In [2]:
from theano.sandbox import cuda
cuda.use('gpu0')
In [3]:
%matplotlib inline
from __future__ import print_function, division
from importlib import reload
import utils; reload(utils)
from utils import *
from IPython.display import FileLink
In [4]:
LESSON_HOME_DIR='/home/ubuntu/fastai-notes/deeplearning1/nbs/'
path = LESSON_HOME_DIR+'data/state/'
batch_size=64
In [5]:
batches = get_batches(path+'train', batch_size=batch_size)
val_batches = get_batches(path+'valid', batch_size=batch_size*2, shuffle=False)
In [6]:
(val_classes, trn_classes, val_labels, trn_labels,
val_filenames, filenames, test_filenames) = get_classes(path)
Rather than using batches, we could just import all the data into an array to save some processing time. (In most examples I'm using the batches, however - just because that's how I happened to start out.)
In [8]:
trn = get_data(path+'train')
val = get_data(path+'valid')
In [9]:
save_array(path+'results/val.dat', val)
save_array(path+'results/trn.dat', trn)
In [10]:
??get_data()
"""
def get_data(path, target_size=(224,224)):
batches = get_batches(path, shuffle=False, batch_size=1, class_mode=None, target_size=target_size)
return np.concatenate([batches.next() for i in range(batches.nb_sample)])
"""
In [11]:
??save_array()
"""
def save_array(fname, arr):
c=bcolz.carray(arr, rootdir=fname, mode='w')
c.flush()
"""
In [18]:
val = load_array(path+'results/val.dat')
trn = load_array(path+'results/trn.dat')
We should find that everything that worked on the sample (see statefarm-sample.ipynb), works on the full dataset too. Only better! Because now we have more data. So let's see how they go - the models in this section are exact copies of the sample notebook models.
In [7]:
def conv1(batches):
model = Sequential([
BatchNormalization(axis=1, input_shape=(3,224,224)),
Convolution2D(32,3,3, activation='relu'),
BatchNormalization(axis=1),
MaxPooling2D((3,3)),
Convolution2D(64,3,3, activation='relu'),
BatchNormalization(axis=1),
MaxPooling2D((3,3)),
Flatten(),
Dense(200, activation='relu'),
BatchNormalization(),
Dense(10, activation='softmax')
])
# model.compile(Adam(lr=1e-4), loss='categorical_crossentropy', metrics=['accuracy'])
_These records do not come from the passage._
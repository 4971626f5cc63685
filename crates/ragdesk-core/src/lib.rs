//! Chat session logic and port trait definitions for ragdesk.
//!
//! This crate defines the "ports" (backend client, preference store, manual
//! reader) that the infrastructure layer implements. It depends only on
//! `ragdesk-types` -- never on `ragdesk-infra` or any HTTP/IO crate.

pub mod chat;
pub mod client;
pub mod manual;
pub mod registry;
# model.fit_generator(batches, batches.nb_sample, nb_epoch=2, validation_data=val_batches,
# nb_val_samples=val_batches.nb_sample)
model.compile(Adam(lr=0.001), loss='categorical_crossentropy', metrics=['accuracy'])
model.fit_generator(batches, batches.nb_sample, nb_epoch=4, validation_data=val_batches,
nb_val_samples=val_batches.nb_sample)
return model
In [8]:
model = conv1(batches)
In [12]:
model.save_weights(path+'models/model1.h1')
In [1]:
gen_t = image.ImageDataGenerator(rotation_range=15, height_shift_range=0.05,
shear_range=0.1, channel_shift_range=20, width_shift_range=0.1)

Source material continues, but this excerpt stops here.